Task prompt:
Pull every line with the word "installing" out of the entries below.

----- Source material

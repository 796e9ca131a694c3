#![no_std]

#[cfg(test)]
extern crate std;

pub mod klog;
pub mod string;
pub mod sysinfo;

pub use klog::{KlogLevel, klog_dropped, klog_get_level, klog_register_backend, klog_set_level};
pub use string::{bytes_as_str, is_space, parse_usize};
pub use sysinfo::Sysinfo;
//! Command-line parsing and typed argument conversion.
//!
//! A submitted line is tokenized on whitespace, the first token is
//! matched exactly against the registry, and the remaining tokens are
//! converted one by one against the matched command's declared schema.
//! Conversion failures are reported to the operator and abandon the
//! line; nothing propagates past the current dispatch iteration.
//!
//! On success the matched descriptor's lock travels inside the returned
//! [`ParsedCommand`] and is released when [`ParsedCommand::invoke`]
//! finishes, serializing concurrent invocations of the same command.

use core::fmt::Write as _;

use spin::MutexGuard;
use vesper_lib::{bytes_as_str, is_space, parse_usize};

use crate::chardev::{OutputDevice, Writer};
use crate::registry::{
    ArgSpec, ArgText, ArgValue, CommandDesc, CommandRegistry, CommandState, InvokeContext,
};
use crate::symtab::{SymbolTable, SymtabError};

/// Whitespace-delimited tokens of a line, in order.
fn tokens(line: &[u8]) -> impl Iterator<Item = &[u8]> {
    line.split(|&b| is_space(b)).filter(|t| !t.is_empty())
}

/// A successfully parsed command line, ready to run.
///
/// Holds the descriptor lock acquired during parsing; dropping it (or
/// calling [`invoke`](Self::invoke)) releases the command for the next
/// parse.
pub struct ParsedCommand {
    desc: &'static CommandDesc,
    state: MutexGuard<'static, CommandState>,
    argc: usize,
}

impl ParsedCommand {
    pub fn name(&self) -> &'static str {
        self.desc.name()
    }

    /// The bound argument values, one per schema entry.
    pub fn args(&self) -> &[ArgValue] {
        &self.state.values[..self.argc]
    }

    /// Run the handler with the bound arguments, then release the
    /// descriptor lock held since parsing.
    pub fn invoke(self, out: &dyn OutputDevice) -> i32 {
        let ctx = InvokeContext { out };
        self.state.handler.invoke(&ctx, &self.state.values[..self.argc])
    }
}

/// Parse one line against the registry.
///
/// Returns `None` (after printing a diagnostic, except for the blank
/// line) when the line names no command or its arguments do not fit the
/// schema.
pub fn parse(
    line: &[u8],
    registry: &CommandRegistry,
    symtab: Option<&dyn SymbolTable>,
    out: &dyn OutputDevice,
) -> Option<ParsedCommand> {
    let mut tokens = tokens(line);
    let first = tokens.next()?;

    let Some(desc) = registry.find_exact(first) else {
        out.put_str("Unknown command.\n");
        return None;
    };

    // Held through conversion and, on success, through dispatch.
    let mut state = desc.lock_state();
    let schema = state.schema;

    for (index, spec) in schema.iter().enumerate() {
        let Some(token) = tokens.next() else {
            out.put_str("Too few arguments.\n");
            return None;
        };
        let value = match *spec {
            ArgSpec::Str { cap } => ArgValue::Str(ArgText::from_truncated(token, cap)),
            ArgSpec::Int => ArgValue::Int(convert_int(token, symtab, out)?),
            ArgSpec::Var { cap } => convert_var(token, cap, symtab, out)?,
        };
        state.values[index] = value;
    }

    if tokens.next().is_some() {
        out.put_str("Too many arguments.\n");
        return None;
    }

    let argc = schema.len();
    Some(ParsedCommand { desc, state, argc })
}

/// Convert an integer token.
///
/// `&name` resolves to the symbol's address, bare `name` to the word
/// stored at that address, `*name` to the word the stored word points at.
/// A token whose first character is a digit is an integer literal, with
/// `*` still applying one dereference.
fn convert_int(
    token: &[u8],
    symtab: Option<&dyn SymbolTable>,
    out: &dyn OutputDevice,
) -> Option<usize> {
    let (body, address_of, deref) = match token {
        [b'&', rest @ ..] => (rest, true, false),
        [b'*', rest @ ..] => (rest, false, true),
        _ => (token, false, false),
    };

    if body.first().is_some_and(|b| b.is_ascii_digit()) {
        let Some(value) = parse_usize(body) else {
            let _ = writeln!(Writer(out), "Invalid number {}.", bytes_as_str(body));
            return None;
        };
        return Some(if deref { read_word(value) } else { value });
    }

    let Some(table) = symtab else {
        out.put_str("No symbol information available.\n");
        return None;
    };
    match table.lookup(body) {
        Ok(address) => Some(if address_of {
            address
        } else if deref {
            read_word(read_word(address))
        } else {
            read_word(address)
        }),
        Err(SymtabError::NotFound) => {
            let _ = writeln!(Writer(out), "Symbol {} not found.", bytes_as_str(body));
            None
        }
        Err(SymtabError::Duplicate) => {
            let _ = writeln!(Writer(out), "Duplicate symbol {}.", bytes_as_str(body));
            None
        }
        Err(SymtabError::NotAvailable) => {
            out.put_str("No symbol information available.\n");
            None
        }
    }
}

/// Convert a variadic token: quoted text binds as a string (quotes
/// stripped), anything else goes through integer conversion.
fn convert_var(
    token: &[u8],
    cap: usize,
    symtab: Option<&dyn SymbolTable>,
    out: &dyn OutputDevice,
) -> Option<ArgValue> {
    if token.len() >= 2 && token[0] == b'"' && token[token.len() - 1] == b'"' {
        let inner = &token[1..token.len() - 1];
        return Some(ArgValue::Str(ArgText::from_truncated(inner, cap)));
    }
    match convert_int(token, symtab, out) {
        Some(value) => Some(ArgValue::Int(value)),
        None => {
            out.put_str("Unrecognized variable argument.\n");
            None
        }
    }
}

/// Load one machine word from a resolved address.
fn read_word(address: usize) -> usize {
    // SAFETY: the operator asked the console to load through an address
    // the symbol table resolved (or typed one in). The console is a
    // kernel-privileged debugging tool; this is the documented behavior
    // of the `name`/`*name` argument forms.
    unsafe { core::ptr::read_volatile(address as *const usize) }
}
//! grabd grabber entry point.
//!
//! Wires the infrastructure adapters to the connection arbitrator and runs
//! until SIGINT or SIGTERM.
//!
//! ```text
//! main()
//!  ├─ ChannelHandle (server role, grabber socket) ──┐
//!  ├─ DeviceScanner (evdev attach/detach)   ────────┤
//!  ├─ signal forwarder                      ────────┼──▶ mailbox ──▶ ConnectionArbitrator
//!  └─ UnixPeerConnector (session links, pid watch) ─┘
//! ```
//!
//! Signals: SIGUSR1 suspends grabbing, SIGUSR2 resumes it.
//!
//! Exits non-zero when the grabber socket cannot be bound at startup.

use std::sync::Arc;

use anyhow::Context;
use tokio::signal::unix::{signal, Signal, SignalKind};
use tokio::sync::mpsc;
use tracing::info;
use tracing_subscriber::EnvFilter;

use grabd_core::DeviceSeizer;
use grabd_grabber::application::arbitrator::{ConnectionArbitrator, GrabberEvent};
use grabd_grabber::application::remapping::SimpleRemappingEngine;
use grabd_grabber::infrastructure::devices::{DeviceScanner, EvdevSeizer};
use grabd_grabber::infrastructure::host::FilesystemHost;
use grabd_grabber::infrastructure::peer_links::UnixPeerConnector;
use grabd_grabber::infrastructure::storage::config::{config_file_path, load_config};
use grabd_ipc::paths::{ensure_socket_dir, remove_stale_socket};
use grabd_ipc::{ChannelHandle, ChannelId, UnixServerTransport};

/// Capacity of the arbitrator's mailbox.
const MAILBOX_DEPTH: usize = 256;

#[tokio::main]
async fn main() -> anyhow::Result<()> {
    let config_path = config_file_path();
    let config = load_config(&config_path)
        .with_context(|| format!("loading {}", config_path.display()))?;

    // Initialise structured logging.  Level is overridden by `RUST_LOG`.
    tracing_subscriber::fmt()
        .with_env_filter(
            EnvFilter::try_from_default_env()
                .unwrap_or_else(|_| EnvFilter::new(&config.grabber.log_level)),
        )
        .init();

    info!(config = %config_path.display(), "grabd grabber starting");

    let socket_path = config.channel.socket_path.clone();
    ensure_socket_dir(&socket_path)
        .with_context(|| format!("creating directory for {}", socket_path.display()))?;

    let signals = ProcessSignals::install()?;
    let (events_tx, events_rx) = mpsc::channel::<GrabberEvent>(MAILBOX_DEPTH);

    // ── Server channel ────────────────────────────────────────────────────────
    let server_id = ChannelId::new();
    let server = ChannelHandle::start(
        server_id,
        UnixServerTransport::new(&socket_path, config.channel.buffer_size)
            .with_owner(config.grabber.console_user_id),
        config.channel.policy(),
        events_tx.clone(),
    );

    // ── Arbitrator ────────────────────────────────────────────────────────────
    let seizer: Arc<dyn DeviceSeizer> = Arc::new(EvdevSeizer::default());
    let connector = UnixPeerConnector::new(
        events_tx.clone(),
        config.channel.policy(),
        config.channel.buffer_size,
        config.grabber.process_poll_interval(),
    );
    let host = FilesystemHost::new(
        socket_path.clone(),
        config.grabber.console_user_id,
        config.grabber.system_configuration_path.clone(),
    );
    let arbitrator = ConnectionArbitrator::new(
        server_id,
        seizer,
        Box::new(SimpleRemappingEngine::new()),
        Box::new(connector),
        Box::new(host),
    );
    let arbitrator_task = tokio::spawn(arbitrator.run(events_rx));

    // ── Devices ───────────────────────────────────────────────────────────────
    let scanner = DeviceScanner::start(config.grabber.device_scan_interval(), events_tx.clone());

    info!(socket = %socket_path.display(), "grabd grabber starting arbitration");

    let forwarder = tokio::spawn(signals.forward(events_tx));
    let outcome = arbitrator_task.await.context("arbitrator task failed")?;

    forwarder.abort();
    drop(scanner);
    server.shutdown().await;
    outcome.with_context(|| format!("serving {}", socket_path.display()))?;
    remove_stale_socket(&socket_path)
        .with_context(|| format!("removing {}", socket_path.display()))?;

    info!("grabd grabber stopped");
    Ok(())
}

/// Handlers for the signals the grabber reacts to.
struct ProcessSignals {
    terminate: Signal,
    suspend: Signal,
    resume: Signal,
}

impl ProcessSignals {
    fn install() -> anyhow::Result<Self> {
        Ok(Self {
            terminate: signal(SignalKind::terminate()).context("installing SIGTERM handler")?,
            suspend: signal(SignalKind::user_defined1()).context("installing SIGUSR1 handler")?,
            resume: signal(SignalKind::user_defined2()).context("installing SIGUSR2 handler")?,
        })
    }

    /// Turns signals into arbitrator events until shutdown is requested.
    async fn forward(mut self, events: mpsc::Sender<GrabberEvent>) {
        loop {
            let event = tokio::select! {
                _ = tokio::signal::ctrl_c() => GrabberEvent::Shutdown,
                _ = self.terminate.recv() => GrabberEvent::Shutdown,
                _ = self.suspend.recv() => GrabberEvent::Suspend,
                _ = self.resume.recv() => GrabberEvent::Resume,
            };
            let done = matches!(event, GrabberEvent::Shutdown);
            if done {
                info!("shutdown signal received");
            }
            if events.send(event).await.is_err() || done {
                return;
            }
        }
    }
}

----------

Exercise output:
            terminate: signal(SignalKind::terminate()).context("installing SIGTERM handler")?,
            suspend: signal(SignalKind::user_defined1()).context("installing SIGUSR1 handler")?,
            resume: signal(SignalKind::user_defined2()).context("installing SIGUSR2 handler")?,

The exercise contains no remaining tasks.